We also present a technique called compiler-assisted
verification, in which compile-time information is used to verify the
correctness of a program while its intermediate representation is
transformed. The compiler is a particularly suitable environment for
verification because the internal structure of the program in the
compiler is in an easy-to-parse format that retains much of the
program's high-level semantics while nevertheless being reducible to
the actual generated code accurately.
Compiler-assisted instrumentation and verification have the following
three advantages:
- Versatility: Access to the full parse tree and control flow
graph of a program allows instrumentation of a wide variety
of code patterns with full type information; furthermore, it allows
verification of any program in any language supported by the compiler.
- Accuracy: Instrumentation can be used in combination with
full compiler optimization, making results as close as possible to
the uninstrumented program. Verification is performed on the same
intermediate representation that is compiled to make the executable.
- Speed: Compiler-assisted instrumentation makes monitoring
functionality part of the program itself.

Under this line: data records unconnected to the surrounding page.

//! Remote Index Store Client
//!
//! Talks to another node's `/internal/index/*` endpoints. Every transport failure,
//! timeout or non-success status is reported as [`Error::StoreUnavailable`]. Requests
//! are sent exactly once.

use super::protocol::{
    AppendRequest, ENDPOINT_APPEND, ENDPOINT_CLEAR, ENDPOINT_RANGE, RangeRequest, RangeResponse,
};
use super::store::{IndexStore, PostId};
use crate::error::{Error, Result};

use async_trait::async_trait;
use serde::Serialize;
use std::time::Duration;

pub struct RemoteIndexStore {
    base_url: String,
    timeout: Duration,
    http_client: reqwest::Client,
}

impl RemoteIndexStore {
    pub fn new(base_url: &str, timeout: Duration) -> Self {
        Self {
            base_url: base_url.trim_end_matches('/').to_string(),
            timeout,
            http_client: reqwest::Client::new(),
        }
    }

    pub fn base_url(&self) -> &str {
        &self.base_url
    }

    async fn post<T: Serialize>(&self, endpoint: &str, payload: &T) -> Result<reqwest::Response> {
        let url = format!("{}{}", self.base_url, endpoint);
        let response = self
            .http_client
            .post(&url)
            .json(payload)
            .timeout(self.timeout)
            .send()
            .await
            .map_err(|e| Error::StoreUnavailable(format!("{}: {}", url, e)))?;

        if !response.status().is_success() {
            return Err(Error::StoreUnavailable(format!(
                "{} returned {}",
                url,
                response.status()
            )));
        }

        Ok(response)
    }
}

#[async_trait]
impl IndexStore for RemoteIndexStore {
    async fn append(&self, term: &str, post_id: PostId) -> Result<()> {
        let payload = AppendRequest {
            term: term.to_string(),
            post_id,
        };
        self.post(ENDPOINT_APPEND, &payload).await?;
        Ok(())
    }

    async fn range(&self, term: &str, start: i64, end: i64) -> Result<Vec<PostId>> {
        let payload = RangeRequest {
            term: term.to_string(),
            start,
            end,
        };
        let response = self.post(ENDPOINT_RANGE, &payload).await?;
        let body: RangeResponse = response
            .json()
            .await
            .map_err(|e| Error::StoreUnavailable(format!("invalid range response: {}", e)))?;
        Ok(body.post_ids)
    }

    async fn clear_all(&self) -> Result<()> {
        self.post(ENDPOINT_CLEAR, &serde_json::json!({})).await?;
        tracing::info!("Cleared remote index store at {}", self.base_url);
        Ok(())
    }
}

We believe that the potential exists for many compiler-assisted
instrumentation tools with applications in a wide range of areas. We
have developed a plug-in architecture called Protagoras, which permits
insertion of new code into GCC, the GNU compiler
collection [5]. (Protagoras is named after the first Greek
sophist, who was interested in using criticism and modification to
extract hidden truths from arguments.) GCC is the compiler of choice
for most open-source software, and is also used for many commercial
programs, including the MacOS-X operating system. We are
developing program understanding, verification, and debugging tools
using Protagoras. However, GCC's internals were not designed with
this kind of tool in mind, so the learning curve for writing such a
tool can be quite steep. In this paper, we present relevant
aspects of GCC's internals, as well as several examples of
instrumentation tools we have developed.
The rest of this paper is structured as follows.
In Section 2 we present related techniques and
compare them to compiler-based instrumentation and verification.

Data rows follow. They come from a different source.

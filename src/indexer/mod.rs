//! Indexer Module
//!
//! The write side of the pipeline: tokenizes posts, appends their terms to the
//! inverted index and emits one notification per post.
//!
//! ## Submodules
//! - **`indexer`**: `index_post` and the ordered batch variant `seed`.
//! - **`notify`**: The `NotificationSink` abstraction and its channel-backed implementation.
//! - **`types`**: The `Post` and `IndexedPost` wire types.

pub mod indexer;
pub mod notify;
pub mod types;

#[cfg(test)]
mod tests;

In Section 3 we outline the facilities that
GCC provides for analysis of the GIMPLE intermediate representation.
Instrumentation tools use these to construct code, and verification
tools use them to check code.
In Section 4 we describe Protagoras's role in
compilation, and we enumerate several plug-ins we have created using
it.
Finally, in Section 5, we discuss future tools we would
like to implement, as well as extensions to GCC which would further
facilitate compiler-assisted instrumentation and verification.
2 Related Work
Instrumentation is not limited to the compiler. After the binary has
already been generated, tools like the ATOM library are capable of
instrumenting arbitrary binaries [11]. Such tools can be used
with programs whose source is not available. However, to find
locations to instrument, one must know the specifics of how the binary
was generated by the compiler. Additionally, it is difficult (and, in
the case of optimized code, virtually impossible) to extract
higher-level information from assembly code. Instrumentation can also
be performed by modifying a program's source code directly. For
example, Lockmeter wraps the spinlock-access macros in the Linux
kernel with accounting code [2]. The wrappers record how
much time was spent waiting for the lock, how long the lock was held,
and where in the code it was taken. Finally, instrumentation can be
added at runtime, such as with DTrace [3].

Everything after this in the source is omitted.